Он достал из холодильника кастрюльку с борщом, прикрытую тарелкой миску с котлетами. Женя сидела за столом, подперев ладонями подбородок, и смотрела на него каким-то странным взглядом – вопросительным, удивленным? На ней была Юрина синяя в тонкую светлую полоску рубашка, рукава которой она немного закатала. Рукава были ей не только длинны, но и широки, поэтому, когда она вот так сидела, поставив локти на стол, они соскальзывали, открывая ее руки.

– Что ты? – спросил Юра, поймав ее непонятный взгляд. – Ты о чем думаешь?

– Нет, ничего. – Она тряхнула головой, попыталась улыбнуться, это ей не удалось, и взгляд ее снова переменился: стал просительным, ожидающим. – Юра… Я не хочу от тебя уходить. Нет, не то что не хочу – просто не могу!..

Он вздрогнул от ее слов, но, кажется, совсем незаметно.

– А ты… хотела уйти? – спросил он, вглядываясь в Женино лицо.

– Я не знаю, – опустив глаза, ответила она. – Я не знаю, Юра, могу ли остаться.

Он не понял, говорит она так потому, что это зависит от его решения, или…

– Можешь, – сказал он, сглотнув вставший в горле ком. – То есть я очень хотел бы.

Слова «очень хотел бы» так мало говорили о происходящем в его душе, что совсем ничего, в Юрином понимании, не значили. Но Женино лицо мгновенно просияло, и он вообще забыл о словах.

– Ты знаешь, – сказала она, теперь уже не отводя глаз от его лица, всматриваясь так пристально, как будто от этого зависела ее жизнь, – я когда с тобою, мне кажется, ничего больше нет. И меня нет – такой, какая я со всеми, какая всегда. Совсем как там, в тумане было, на заливе! Помнишь, я тебе тогда говорила: невозможно представить, что есть какая-то от тебя отдельная жизнь, и я…

Тут она осеклась, лицо застыло, даже губы побелели, как от холода.

– Не помню, – сказал Юра. – Давай лучше пообедаем. Или поужинаем?

– Позавтракаем!

Ему показалось, что улыбается она с трудом. Но бледность все-таки отхлынула от ее лица, в глазах вспыхнул знакомый свет – веселый и далекий, словно от звезд идущий свет.

– Давай я хоть разогрею, – сказала Женя, вставая. – Да-а, мой хороший, большой приз ты выиграл у жизни!

– Думаешь, мне от жизни нужен приз? – усмехнулся Юра, глядя, как скрываются под рукавами его рубашки маленькие ямочки у Жениных локтей.

Появление женщины в жизни сына родители встретили спокойно. Даже, пожалуй, немного слишком спокойно.
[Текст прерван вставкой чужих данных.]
//! 폼 제출부터 completion 호출, 응답 해석까지의 감사 실행 유스케이스.

use std::sync::Mutex;
use std::sync::atomic::{AtomicBool, Ordering};
use std::time::Instant;

use crate::application::ports::{CompletionGateway, Reporter};
use crate::domain::audit::{AuditError, AuditForm, AuditRequest, AuditResult};
use crate::domain::interpret::interpret_reply;
use crate::domain::prompt::build_completion_request;

/// 1회 제출 결과.
#[derive(Debug, Clone, PartialEq)]
pub enum SubmitOutcome {
    Completed(AuditResult),
    Failed(AuditError),
    /// 이미 진행 중인 호출이 있어 아무 것도 하지 않음.
    Ignored,
}

#[derive(Debug, Default)]
struct SessionView {
    result: Option<AuditResult>,
    error: Option<AuditError>,
}

/// 마지막 결과/오류와 진행 중 플래그를 보관하는 감사 세션.
/// 동시에 하나의 호출만 진행된다.
#[derive(Debug, Default)]
pub struct AuditSession {
    in_flight: AtomicBool,
    view: Mutex<SessionView>,
}

impl AuditSession {
    pub fn new() -> Self {
        Self::default()
    }

    pub fn is_in_flight(&self) -> bool {
        self.in_flight.load(Ordering::Acquire)
    }

    pub fn last_result(&self) -> Option<AuditResult> {
        self.view.lock().ok().and_then(|v| v.result.clone())
    }

    pub fn last_error(&self) -> Option<AuditError> {
        self.view.lock().ok().and_then(|v| v.error.clone())
    }

    fn try_begin(&self) -> Option<InFlightGuard<'_>> {
        self.in_flight
            .compare_exchange(false, true, Ordering::AcqRel, Ordering::Acquire)
            .ok()
            .map(|_| InFlightGuard { session: self })
    }

    /// 마지막 결과/오류를 비운다.
    pub fn clear(&self) {
        if let Ok(mut view) = self.view.lock() {
            view.result = None;
            view.error = None;
        }
    }

    fn record(&self, outcome: &Result<AuditResult, AuditError>) {
        if let Ok(mut view) = self.view.lock() {
            match outcome {
                Ok(result) => {
                    view.result = Some(result.clone());
                    view.error = None;
                }
                Err(err) => {
                    view.result = None;
                    view.error = Some(err.clone());
                }
            }
        }
    }
}

/// 어떤 경로로 끝나든 진행 중 플래그를 해제한다.
struct InFlightGuard<'a> {
    session: &'a AuditSession,
}

impl Drop for InFlightGuard<'_> {
    fn drop(&mut self) {
        self.session.in_flight.store(false, Ordering::Release);
    }
}

pub struct RunAuditUseCase<'a> {
    pub gateway: &'a dyn CompletionGateway,
    pub reporter: &'a dyn Reporter,
}

impl<'a> RunAuditUseCase<'a> {
    /// 폼을 검증하고 completion 1회 호출 후 결과를 세션에 기록한다.
    pub async fn execute(&self, session: &AuditSession, form: &AuditForm) -> SubmitOutcome {
        let Some(_guard) = session.try_begin() else {
            tracing::debug!("audit already in flight; ignoring submit");
            return SubmitOutcome::Ignored;
        };
        session.clear();

        let outcome = self.run(form).await;
        session.record(&outcome);

        match outcome {
            Ok(result) => SubmitOutcome::Completed(result),
            Err(err) => SubmitOutcome::Failed(err),
        }
    }

    async fn run(&self, form: &AuditForm) -> Result<AuditResult, AuditError> {
        let request = AuditRequest::from_form(form)?;

        self.reporter.status("Audit", "Preparing audit request…");
        let completion = build_completion_request(&request);
        tracing::debug!(?request, gateway = self.gateway.name(), "submitting audit");

        self.reporter.status("Audit", "Analyzing brand alignment…");
        let started = Instant::now();
        let reply = self.gateway.complete(&completion).await.map_err(|err| {
            tracing::warn!(error = %err, "completion call failed");
            AuditError::from(err)
        })?;
        tracing::debug!(
            elapsed_ms = started.elapsed().as_millis() as u64,
            reply_len = reply.len(),
            "completion received"
        );

        self.reporter.status("Audit", "Processing results…");
        interpret_reply(&reply)
    }
}

#[cfg(test)]
mod tests {
    use std::sync::Arc;
    use std::sync::atomic::AtomicUsize;

    use async_trait::async_trait;
    use serde_json::json;
    use tokio::sync::Notify;

    use super::*;
    use crate::domain::audit::{CompletionError, CompletionRequest, ValidationError};

    #[derive(Default)]
    struct SilentReporter;

    impl Reporter for SilentReporter {
        fn status(&self, _scope: &str, _message: &str) {}
        fn error(&self, _message: &str) {}
        fn raw(&self, _line: &str) {}
    }

    struct FakeGateway {
        reply: Result<String, CompletionError>,
        calls: AtomicUsize,
        last_user_message: Mutex<Option<String>>,
    }

    impl FakeGateway {
        fn new(reply: Result<String, CompletionError>) -> Self {
            Self {
                reply,
                calls: AtomicUsize::new(0),
                last_user_message: Mutex::new(None),
            }
        }

        fn calls(&self) -> usize {
            self.calls.load(Ordering::SeqCst)
        }
    }

    #[async_trait]
    impl CompletionGateway for FakeGateway {
        fn name(&self) -> &str {
            "fake"
        }

        async fn complete(&self, request: &CompletionRequest) -> Result<String, CompletionError> {
            self.calls.fetch_add(1, Ordering::SeqCst);
            *self.last_user_message.lock().unwrap() =
                request.messages.last().map(|m| m.content.clone());
            self.reply.clone()
        }
    }

    fn filled_form() -> AuditForm {
        AuditForm {
            script: "Automate your CRM with WiBiz. Book a demo today!".to_string(),
            credential: "gsk_test".to_string(),
            ..AuditForm::default()
        }
    }

    fn valid_reply() -> String {
        "```json\n{\"platform\":\"TikTok\",\"action\":\"Keep\",\"score\":81,\"issues\":[],\"suggestions\":[\"x\"]}\n```".to_string()
    }

    #[tokio::test]
    async fn blank_content_never_calls_gateway() {
        let gateway = FakeGateway::new(Ok(valid_reply()));
        let use_case = RunAuditUseCase {
            gateway: &gateway,
            reporter: &SilentReporter,
        };
        let session = AuditSession::new();
        let form = AuditForm {
            script: "   \n".to_string(),
            ..filled_form()
        };

        let outcome = use_case.execute(&session, &form).await;

        assert_eq!(
            outcome,
            SubmitOutcome::Failed(AuditError::Validation(ValidationError::MissingContent))
        );
        assert_eq!(gateway.calls(), 0);
        assert!(!session.is_in_flight());
    }

    #[tokio::test]
    async fn missing_credential_never_calls_gateway() {
        let gateway = FakeGateway::new(Ok(valid_reply()));
        let use_case = RunAuditUseCase {
            gateway: &gateway,
            reporter: &SilentReporter,
        };
        let session = AuditSession::new();
        let form = AuditForm {
            credential: String::new(),
            ..filled_form()
        };

        let outcome = use_case.execute(&session, &form).await;

        assert_eq!(
            outcome,
            SubmitOutcome::Failed(AuditError::Validation(ValidationError::MissingCredential))
        );
        assert_eq!(gateway.calls(), 0);
    }

    #[tokio::test]
    async fn success_stores_parsed_result() {
        let gateway = FakeGateway::new(Ok(valid_reply()));
        let use_case = RunAuditUseCase {
            gateway: &gateway,
            reporter: &SilentReporter,
        };
        let session = AuditSession::new();

        let outcome = use_case.execute(&session, &filled_form()).await;

        let SubmitOutcome::Completed(result) = outcome else {
            panic!("expected completed outcome, got {outcome:?}");
        };
        assert_eq!(result.score(), Some(81));
        assert_eq!(session.last_result(), Some(result));
        assert_eq!(session.last_error(), None);
        assert_eq!(gateway.calls(), 1);
        let sent = gateway.last_user_message.lock().unwrap().clone().unwrap();
        assert!(sent.contains("for the TikTok platform"));
    }

    #[tokio::test]
    async fn upstream_error_clears_previous_result() {
        let session = AuditSession::new();
        let ok = FakeGateway::new(Ok(valid_reply()));
        RunAuditUseCase {
            gateway: &ok,
            reporter: &SilentReporter,
        }
        .execute(&session, &filled_form())
        .await;
        assert!(session.last_result().is_some());

        let failing = FakeGateway::new(Err(CompletionError::Status {
            status: 401,
            message: Some("bad key".to_string()),
        }));
        let outcome = RunAuditUseCase {
            gateway: &failing,
            reporter: &SilentReporter,
        }
        .execute(&session, &filled_form())
        .await;

        assert_eq!(
            outcome,
            SubmitOutcome::Failed(AuditError::Upstream("bad key".to_string()))
        );
        assert_eq!(session.last_result(), None);
        assert_eq!(
            session.last_error().map(|e| e.to_string()),
            Some("bad key".to_string())
        );
    }

    #[tokio::test]
    async fn malformed_reply_surfaces_generic_error() {
        let gateway = FakeGateway::new(Ok("I cannot help with that.".to_string()));
        let session = AuditSession::new();

        let outcome = RunAuditUseCase {
            gateway: &gateway,
            reporter: &SilentReporter,
        }
        .execute(&session, &filled_form())
        .await;

        assert_eq!(outcome, SubmitOutcome::Failed(AuditError::Interpretation));
        assert_eq!(session.last_result(), None);
    }

    #[tokio::test]
    async fn unknown_enum_values_are_stored_verbatim() {
        let reply = json!({"action": "Archive", "score": "high"}).to_string();
        let gateway = FakeGateway::new(Ok(reply));
        let session = AuditSession::new();

        let outcome = RunAuditUseCase {
            gateway: &gateway,
            reporter: &SilentReporter,
        }
        .execute(&session, &filled_form())
        .await;

        let SubmitOutcome::Completed(result) = outcome else {
            panic!("expected completed outcome");
        };
        assert_eq!(result.action(), Some("Archive"));
        assert_eq!(result.score(), None);
    }

    struct BlockingGateway {
        release: Arc<Notify>,
        entered: Arc<Notify>,
        calls: AtomicUsize,
    }

    #[async_trait]
    impl CompletionGateway for BlockingGateway {
        fn name(&self) -> &str {
            "blocking"
        }

        async fn complete(&self, _request: &CompletionRequest) -> Result<String, CompletionError> {
            self.calls.fetch_add(1, Ordering::SeqCst);
            self.entered.notify_one();
            self.release.notified().await;
            Ok(r#"{"action":"Delete","score":10}"#.to_string())
        }
    }

    #[tokio::test]
    async fn resubmit_while_pending_is_ignored() {
        let gateway = BlockingGateway {
            release: Arc::new(Notify::new()),
            entered: Arc::new(Notify::new()),
            calls: AtomicUsize::new(0),
        };
        let use_case = RunAuditUseCase {
            gateway: &gateway,
            reporter: &SilentReporter,
        };
        let session = AuditSession::new();
        let form = filled_form();

        let first = use_case.execute(&session, &form);
        let second = async {
            gateway.entered.notified().await;
            assert!(session.is_in_flight());
            let outcome = use_case.execute(&session, &form).await;
            gateway.release.notify_one();
            outcome
        };

        let (first, second) = tokio::join!(first, second);

        assert_eq!(second, SubmitOutcome::Ignored);
        assert!(matches!(first, SubmitOutcome::Completed(_)));
        assert_eq!(gateway.calls.load(Ordering::SeqCst), 1);
        assert!(!session.is_in_flight());

        let third = use_case.execute(&session, &form);
        let release = async {
            gateway.entered.notified().await;
            gateway.release.notify_one();
        };
        let (third, ()) = tokio::join!(third, release);
        assert!(matches!(third, SubmitOutcome::Completed(_)));
        assert_eq!(gateway.calls.load(Ordering::SeqCst), 2);
    }
}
Это могло бы насторожить Юру, если бы он склонен был обращать внимание на то, как оцениваются его поступки.

К тому же для родительской настороженности, наверное, и в самом деле были на этот раз основания.

Когда он почти шесть лет назад объявил им, что придет домой с женой, и уже назавтра появилась Сона, легкий шок возник у родителей сразу, но почти так же сразу и прошел. Тогда все было ясно, как на ладони. Юрочке двадцать шесть лет, закончил мединститут, второй год работает в Склифе, полюбил девушку, которую вытащил из-под развалин в Ленинакане, решил на ней жениться.

Так же ясно было родителям – по крайней мере, маме, – что жить ему с этой девушкой невыносимо тяжело. Слишком страшным, ломающим, необратимым было то, что случилось с Соной: потеря всех родных, потеря дома, потеря привычной, очень отличной от московской, жизни… И потеря профессии: об игре на рояле после ее травмы пришлось забыть; хорошо, что пальцы вообще хоть немного двигались.